One was the waning of the cold war. Another was the economic failure of most of the dictators. And democracy was contagious. One country after another in Latin America put down democratic roots as power changed hands between right and left through free elections.
The outlook is suddenly much darker. Nicolás Maduro in Venezuela, like Daniel Ortega in Nicaragua, is an originally elected autocrat ruling as a dictator. He clings to power with the support of Cuba at the cost of wrecking his country and destabilizing its neighbors.
At least 3.7 million Venezuelans have fled economic collapse and repression; organized crime and Colombian guerrillas flourish there. The repressive family despotism into which Nicaragua has degenerated under Ortega and his wife, Rosario Murillo, is almost as nasty.
These autocratic extremes would be less worrying were not elections across the region showing that there are clear signs of disenchantment with democracy elsewhere. Election rules are sometimes flouted and independent institutions undermined. Many voters are turning to populists with little commitment to restraints on power.

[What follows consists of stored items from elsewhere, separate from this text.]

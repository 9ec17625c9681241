//! Hardware backends for the particulate monitor.
//!
//! The PMSA003I I²C driver is behind the `hardware` feature. Everything else
//! here is a simulated stand-in (sensor, Wi-Fi radio, HTTP, RTC) for running
//! the monitor on a development host.

pub mod error;
pub mod pmsa003i;
pub mod util;

use std::cell::RefCell;
use std::collections::HashMap;
use std::rc::Rc;

use pmon_traits::{
    BoxError, HttpClient, HttpResponse, ParticleSensor, PmReading, RealTimeClock, SensorBus,
    UtcDateTime, WifiRadio,
};

use crate::error::HwError;
use crate::pmsa003i::{PmFrame, decode_frame, encode_frame};

#[derive(Debug, Default, Clone, Copy, PartialEq, Eq)]
pub struct SensorStats {
    pub init_attempts: u32,
    pub reads: u32,
}

/// Simulated PMSA003I. Readings wobble around `base` and travel through the
/// real frame codec.
pub struct SimulatedSensorBus {
    init_failures: u32,
    read_fail_every: u32,
    base: PmReading,
    stats: Rc<RefCell<SensorStats>>,
}

impl Default for SimulatedSensorBus {
    fn default() -> Self {
        Self::new()
    }
}

impl SimulatedSensorBus {
    pub fn new() -> Self {
        Self {
            init_failures: 0,
            read_fail_every: 0,
            base: PmReading {
                pm10_standard: 4,
                pm25_standard: 9,
                pm100_standard: 12,
            },
            stats: Rc::default(),
        }
    }

    /// Fail the first `n` initialize calls.
    pub fn with_init_failures(mut self, n: u32) -> Self {
        self.init_failures = n;
        self
    }

    /// Corrupt every `n`th frame (0 = never).
    pub fn with_read_fail_every(mut self, n: u32) -> Self {
        self.read_fail_every = n;
        self
    }

    pub fn with_base(mut self, base: PmReading) -> Self {
        self.base = base;
        self
    }

    pub fn stats(&self) -> Rc<RefCell<SensorStats>> {
        self.stats.clone()
    }
}

impl SensorBus for SimulatedSensorBus {
    fn initialize(&mut self) -> Result<Box<dyn ParticleSensor>, BoxError> {
        let attempt = {
            let mut s = self.stats.borrow_mut();
            s.init_attempts += 1;
            s.init_attempts
        };
        if attempt <= self.init_failures {
            return Err(Box::new(HwError::I2c("no ack from 0x12".into())));
        }
        tracing::debug!(attempt, "simulated sensor up");
        Ok(Box::new(SimulatedSensor {
            base: self.base,
            fail_every: self.read_fail_every,
            stats: self.stats.clone(),
        }))
    }
}

struct SimulatedSensor {
    base: PmReading,
    fail_every: u32,
    stats: Rc<RefCell<SensorStats>>,
}

impl ParticleSensor for SimulatedSensor {
    fn read(&mut self) -> Result<PmReading, BoxError> {
        let n = {
            let mut s = self.stats.borrow_mut();
            s.reads += 1;
            s.reads
        };
        let wobble = u16::try_from(n % 4).unwrap_or(0);
        let b = self.base;
        let frame = PmFrame {
            pm10_standard: b.pm10_standard.saturating_add(wobble),
            pm25_standard: b.pm25_standard.saturating_add(wobble),
            pm100_standard: b.pm100_standard.saturating_add(wobble),
            pm10_env: b.pm10_standard,
            pm25_env: b.pm25_standard,
            pm100_env: b.pm100_standard,
            particles: [500, 150, 30, 4, 1, 0],
        };
        let mut wire = encode_frame(&frame);
        if self.fail_every != 0 && n % self.fail_every == 0 {
            wire[9] ^= 0x5a;
        }
        let decoded = decode_frame(&wire).map_err(HwError::from)?;
        Ok(decoded.reading())
    }
}

/// One request seen by the simulated network.
#[derive(Debug, Clone, PartialEq, Eq)]
pub struct SimRequest {
    pub method: &'static str,
    pub url: String,
    pub body: Option<String>,
}

/// Routing table shared by every client opened on a [`SimulatedRadio`].
/// Unrouted URLs fail like an unreachable host.
#[derive(Clone, Default)]
pub struct SimulatedNetwork {
    routes: Rc<RefCell<HashMap<String, HttpResponse>>>,
    requests: Rc<RefCell<Vec<SimRequest>>>,
}

impl SimulatedNetwork {
    pub fn new() -> Self {
        Self::default()
    }

    pub fn route(self, url: impl Into<String>, status: u16, body: impl Into<String>) -> Self {
        self.set_route(url, status, body);
        self
    }

    pub fn set_route(&self, url: impl Into<String>, status: u16, body: impl Into<String>) {
        self.routes
            .borrow_mut()
            .insert(url.into(), HttpResponse::new(status, body));
    }

    pub fn unroute(&self, url: &str) {
        self.routes.borrow_mut().remove(url);
    }

    pub fn requests(&self) -> Vec<SimRequest> {
        self.requests.borrow().clone()
    }

    fn answer(&self, req: SimRequest) -> Result<HttpResponse, BoxError> {
        let resp = self.routes.borrow().get(&req.url).cloned();
        tracing::debug!(method = req.method, url = %req.url, status = ?resp.as_ref().map(|r| r.status), "simulated request");
        let url = req.url.clone();
        self.requests.borrow_mut().push(req);
        resp.ok_or_else(|| Box::new(HwError::Network(format!("no route to {url}"))) as BoxError)
    }
}

pub struct SimulatedHttpClient {
    net: SimulatedNetwork,
}

impl HttpClient for SimulatedHttpClient {
    fn get(&mut self, url: &str) -> Result<HttpResponse, BoxError> {
        self.net.answer(SimRequest {
            method: "GET",
            url: url.to_string(),
            body: None,
        })
    }

    fn post(
        &mut self,
        url: &str,
        _content_type: &str,
        body: &str,
    ) -> Result<HttpResponse, BoxError> {
        self.net.answer(SimRequest {
            method: "POST",
            url: url.to_string(),
            body: Some(body.to_string()),
        })
    }
}

pub struct SimulatedRadio {
    net: SimulatedNetwork,
    join_ok: bool,
    rssi: i32,
}

impl SimulatedRadio {
    pub fn new(net: SimulatedNetwork) -> Self {
        Self {
            net,
            join_ok: true,
            rssi: -58,
        }
    }

    /// Make the access point reject the join.
    pub fn with_join(mut self, ok: bool) -> Self {
        self.join_ok = ok;
        self
    }
}

impl WifiRadio for SimulatedRadio {
    fn open_client(&mut self) -> Result<Box<dyn HttpClient>, BoxError> {
        Ok(Box::new(SimulatedHttpClient {
            net: self.net.clone(),
        }))
    }

    fn rssi(&self) -> Option<i32> {
        Some(self.rssi)
    }

    fn connect(&mut self, ssid: &str, _password: &str) -> Result<(), BoxError> {
        if self.join_ok {
            Ok(())
        } else {
            Err(Box::new(HwError::Network(format!(
                "no access point named {ssid:?}"
            ))))
        }
    }
}

/// Body a UTC time service would send for `t`.
pub fn time_service_body(t: &UtcDateTime) -> String {
    format!(
        r#"{{"year":{},"month":{},"day":{},"hour":{},"minute":{},"seconds":{},"milliSeconds":0,"timeZone":"UTC"}}"#,
        t.year, t.month, t.day, t.hour, t.minute, t.second
    )
}

/// RTC that remembers the last time it was set.
#[derive(Clone, Default)]
pub struct SimulatedRtc {
    last: Rc<RefCell<Option<UtcDateTime>>>,
}

impl SimulatedRtc {
    pub fn new() -> Self {
        Self::default()
    }

    pub fn last_set(&self) -> Option<UtcDateTime> {
        *self.last.borrow()
    }
}

impl RealTimeClock for SimulatedRtc {
    fn set_utc(&mut self, t: UtcDateTime) -> Result<(), BoxError> {
        tracing::debug!(?t, "simulated rtc set");
        *self.last.borrow_mut() = Some(t);
        Ok(())
    }
}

Parties of the moderate center are weakening or collapsing.
Immoderate urges
An election marked by fraud in Honduras saw Juan Orlando Hernández, the conservative president, win a constitutionally dubious second term in 2017. In Guatemala, which will hold elections in June, the president recently ordered out a UN investigative body into organized crime and corruption which had helped to jail two of his predecessors.
Evo Morales, a leftist who has been Bolivia’s president since 2006, will seek a fourth term in October—also on dodgy constitutional grounds. In the same month, Cristina Fernández de Kirchner, a populist former president of Argentina who abused institutions in partisan fashion and faces corruption charges, stands a chance of being returned to office.
And then there are Latin America’s two giants, Brazil and Mexico. Both have elected presidents who share a populist disregard for the norms, checks and balances, and toleration of critics that are necessary for lasting democracy.